While everyone (well, mostly) cheered when Governor Larry Hogan announced he would proceed with the Purple Line late last month, the trick now is finding the money to pay for all the funding the State is backing away from, and to maintain as much of the federal funding commitment of $900 million as possible. As Katherine Shaver of the Post notes in her excellent article this morning, there’s a lot of moving parts that need to be resolved in a short period of time in order for this to work.
The celebration after Maryland Gov. Larry Hogan’s approval last month of a light-rail Purple Line for the Washington suburbs has given way to hand-wringing over whether his financial conditions can be met.
New figures provided by the Maryland Department of Transportation show a $170 million gap between its latest estimated construction cost — $2.16 billion, down from $2.45 billion — and the amount of funding lined up. MDOT officials emphasized that the dollar figures are “working numbers” that will change by the time a contract is awarded, but the question of who will cover any shortfall — and how — has added a layer of uncertainty.
“This is not a done deal,” said state Sen. Brian J. Feldman (D-Montgomery), chairman of the Senate Finance Committee’s transportation subcommittee. “The fact that the governor said we’re moving forward doesn’t make it so until all the other pieces of the puzzle fit together. . . . There’s still a multitude of questions that need to be answered to be able to say definitively this project will be built in the near future.”
With the delays incurred as a result of Hogan’s review of the project and now the need to rework the details substantially, a lot of details need to be worked out in a short time so that a contract can be awarded and construction can start in less than a year. The process, however, won’t exactly be taking place in the sunlight.
Although the project remains alive, the significant cut in state funds means that substantial and complex parts of the project — its financial plan and what a scaled-back rail line would look like — must be reworked. MDOT released a 2,075-page revised bid solicitation last week.
The project, previously on pace to have construction start this year and trains running in 2020, is now almost a year behind schedule.
Timing is critical. The project won’t receive any federal construction money until the state signs a funding agreement with the Federal Transit Administration. But the FTA won’t sign an agreement until Maryland has a final plan detailing the project’s costs and who will pay for what.
Many of the details will be hashed out behind closed doors over the next four months as the four teams of private companies competing for a 35-year contract to design, build, operate and maintain the Purple Line incorporate Hogan’s cost-cutting changes into their bids.

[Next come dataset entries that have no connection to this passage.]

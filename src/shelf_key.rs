//! Forward and reverse shelf keys.
//!
//! A shelf key is a lowercase ASCII string whose lexicographic order matches
//! physical shelf order. Every key starts with its scheme's
//! [`prefix`](CallNumberType::prefix) so that schemes never interleave.
//!
//! The reverse key of a forward key sorts in the opposite order, which lets an
//! index that only sorts ascending answer "what is just before this on the
//! shelf".

use std::iter;

use tracing::debug;

use crate::call_number_type::CallNumberType;
use crate::dewey::dewey_shelf_key;
use crate::lc::lc_shelf_key;
use crate::normalize::normalize_suffix;

/// Lowest character a forward key can contain.
const REVERSE_LOW: u8 = b' ';
/// Highest character a forward key can contain.
const REVERSE_HIGH: u8 = b'}';
/// Sorts after every mapped character.
const REVERSE_TERMINATOR: char = '~';

/// Forward shelf key of `callnum` under `callnum_type`.
///
/// Empty input yields an empty key. LC and Dewey numbers the scheme-specific
/// algorithm cannot key fall back to the Other scheme and its prefix.
///
/// # Examples
///
/// ```
/// use callnum::{shelf_key, CallNumberType};
///
/// assert_eq!(shelf_key("PN2007 .S3", CallNumberType::Lc), "lc pn  2007.000000 s3");
/// assert_eq!(shelf_key("M1522 BOX 1", CallNumberType::Other), "other m001522 box 000001");
/// assert_eq!(shelf_key("111.11 .A5", CallNumberType::Lc), "other 000111 000011 a000005");
/// ```
#[must_use]
pub fn shelf_key(callnum: &str, callnum_type: CallNumberType) -> String {
    shelf_key_with_type(callnum, callnum_type).0
}

/// Forward shelf key plus the type whose prefix it carries.
#[must_use]
pub fn shelf_key_with_type(callnum: &str, callnum_type: CallNumberType) -> (String, CallNumberType) {
    let callnum = callnum.trim();
    if callnum.is_empty() {
        return (String::new(), callnum_type);
    }

    let specific = match callnum_type {
        CallNumberType::Lc => lc_shelf_key(callnum),
        CallNumberType::Dewey => dewey_shelf_key(callnum),
        CallNumberType::Sudoc | CallNumberType::Other | CallNumberType::Thesis => {
            return (prefixed(callnum_type, &other_key(callnum)), callnum_type);
        },
    };

    match specific {
        Some(key) if !is_degenerate(&key, callnum) => (prefixed(callnum_type, &key), callnum_type),
        _ => {
            debug!(%callnum_type, callnum, "shelf key fell back to other scheme");
            let other = CallNumberType::Other;
            (prefixed(other, &other_key(callnum)), other)
        },
    }
}

/// Reverse shelf key of `callnum` under `callnum_type`.
#[must_use]
pub fn reverse_shelf_key(callnum: &str, callnum_type: CallNumberType) -> String {
    reverse_key(&shelf_key(callnum, callnum_type))
}

/// Map a forward key to its reverse.
///
/// Each character is replaced by its mirror in the printable range the forward
/// keys use, and a terminator is appended so that a key sorts after every
/// longer key it is a prefix of. Empty input stays empty.
///
/// # Examples
///
/// ```
/// use callnum::reverse_key;
///
/// assert!(reverse_key("abc") > reverse_key("abd"));
/// assert!(reverse_key("ab") > reverse_key("abc"));
/// assert_eq!(reverse_key(""), "");
/// ```
#[must_use]
pub fn reverse_key(forward: &str) -> String {
    if forward.is_empty() {
        return String::new();
    }
    forward
        .chars()
        .map(reverse_char)
        .chain(iter::once(REVERSE_TERMINATOR))
        .collect()
}

fn reverse_char(c: char) -> char {
    match u8::try_from(c) {
        Ok(b) if (REVERSE_LOW..=REVERSE_HIGH).contains(&b) => char::from(REVERSE_LOW + REVERSE_HIGH - b),
        _ => char::from(REVERSE_LOW),
    }
}

fn prefixed(callnum_type: CallNumberType, key: &str) -> String {
    format!("{} {key}", callnum_type.prefix())
}

/// Generic key for schemes without structure of their own.
///
/// A number with no ASCII letters or digits is keyed by its code points, each
/// written as fixed-width hex, so the key stays inside the mirrored range.
fn other_key(callnum: &str) -> String {
    let key = normalize_suffix(callnum);
    if key.is_empty() {
        callnum.chars().map(|c| format!("u{:06x}", u32::from(c))).collect()
    } else {
        key
    }
}

fn is_degenerate(key: &str, callnum: &str) -> bool {
    key.trim().is_empty() || key.eq_ignore_ascii_case(callnum)
}
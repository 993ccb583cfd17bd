#![doc = include_str!("../README.md")]
#![warn(missing_docs)]

//! ## Modules
//!
//! - [`normalize`] - Whitespace, period and class-letter canonicalization
//! - [`call_number_type`] - Schemes and scheme reclassification
//! - [`lc`] - Library of Congress structure and shelf keys
//! - [`dewey`] - Dewey Decimal structure and shelf keys
//! - [`lopping`] - Volume, date and container suffix stripping
//! - [`shelf_key`] - Scheme-prefixed forward and reverse shelf keys
//! - [`group`] - Longest-common-prefix lopping across an item group
//! - [`volume_sort`] - Ordering the volumes of one lopped call number
//! - [`item`] - Items and their configuration-derived flags
//! - [`shelving`] - Per-record pipeline and preferred item
//! - [`facet`] - Call number facet labels
//! - [`config`] - Location and call number lists
//! - [`error`] - Error types

pub mod call_number_type;
pub mod config;
pub mod dewey;
pub mod error;
pub mod facet;
pub mod group;
pub mod item;
pub mod lc;
pub mod lopping;
pub mod normalize;
pub mod shelf_key;
pub mod shelving;
pub mod volume_sort;

pub use call_number_type::CallNumberType;
pub use config::ItemConfig;
pub use error::{CallNumError, Result};
pub use facet::callnum_facets;
pub use group::{lop_group, GroupKey, ELLIPSIS};
pub use item::{Item, ItemFields};
pub use lopping::lop;
pub use shelf_key::{reverse_key, reverse_shelf_key, shelf_key, shelf_key_with_type};
pub use shelving::{preferred_barcode, shelve_items, ItemShelving, SHELVED_BY_TITLE};
pub use volume_sort::volume_sort_key;
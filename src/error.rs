use actix_web::{HttpResponse, ResponseError, http::StatusCode};
use thiserror::Error;

use crate::handlers::shared::ApiResponse;

#[derive(Error, Debug)]
pub enum AppError {
    #[error("Database error: {0}")]
    DatabaseError(sqlx::Error),

    #[error("Not found: {0}")]
    NotFound(String),

    #[error("Conflict: {0}")]
    Conflict(String),

    #[error("Permission denied: {0}")]
    PermissionDenied(String),

    #[error("Bad request: {0}")]
    BadRequest(String),

    #[error("Unauthorized access")]
    Unauthorized,

    #[error("Internal server error{}", .0.as_ref().map_or("".to_string(), |s| format!(": {}", s)))]
    InternalServerError(Option<String>),
}

impl ResponseError for AppError {
    fn status_code(&self) -> StatusCode {
        match self {
            AppError::DatabaseError(_) => StatusCode::INTERNAL_SERVER_ERROR,
            AppError::NotFound(_) => StatusCode::NOT_FOUND,
            AppError::Conflict(_) => StatusCode::CONFLICT,
            AppError::PermissionDenied(_) => StatusCode::FORBIDDEN,
            AppError::BadRequest(_) => StatusCode::BAD_REQUEST,
            AppError::InternalServerError(_) => StatusCode::INTERNAL_SERVER_ERROR,
            AppError::Unauthorized => StatusCode::UNAUTHORIZED,
        }
    }

    fn error_response(&self) -> HttpResponse {
        let status_code = self.status_code();
        let error_message = self.to_string();

        log::error!(
            "Request failed with status {}: {}",
            status_code,
            error_message
        );

        let response_body = ApiResponse::<()>::error(&error_message);

        HttpResponse::build(status_code).json(response_body)
    }
}

impl From<sqlx::Error> for AppError {
    fn from(error: sqlx::Error) -> Self {
        log::error!("Database error: {}", error);
        AppError::DatabaseError(error)
    }
}

impl From<anyhow::Error> for AppError {
    fn from(error: anyhow::Error) -> Self {
        log::error!("Anyhow error: {}", error);

        match error.downcast::<sqlx::Error>() {
            Ok(sqlx_err) => AppError::DatabaseError(sqlx_err),
            Err(original_error) => AppError::InternalServerError(Some(original_error.to_string())),
        }
    }
}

The proposals will reveal how much a slimmed-down project would cost to build and operate and how much of the construction expenses the private sector is willing to finance. But the public likely won’t hear much until the state selects a winning proposal early next year. Bid documents, MDOT officials say, are exempt from the state public records law.
Finally, where are Montgomery and Prince George’s Counties going to come up with more money to pay for this while the state cuts back its commitments? While $50 million more per county has been discussed, that number is no firmer than any of the other figures being tossed around.
Feldman, the state senator, said he is concerned that Hogan’s requirement that the counties pitch in more will threaten the Purple Line’s financial viability. He noted that the governor has not required local governments to help fund state highway projects.
“Does the governor really want to build the [Purple Line] project, or did he set this up as a mechanism that’s very difficult to make work?” Feldman said. “Then the governor could say he supported the project, but if the locals can’t come up with the money, [he could say] they lacked the political will.”
The behind the scenes jockeying to lock in a viable agreement over the next several months is going to be intense. If the information is available I’ll do my best to keep up with this story. The Purple Line is a needed and beneficial project, but there’s a limit. The more it gets cut at one end, sacrificing the quality of the project and its usefulness, and the more county taxpayers are asked to pay on the other end, the closer we get to the point where this become no longer worth it as a transit project. I don’t claim to know where that precise point is right now, but it’s a question that has to be asked.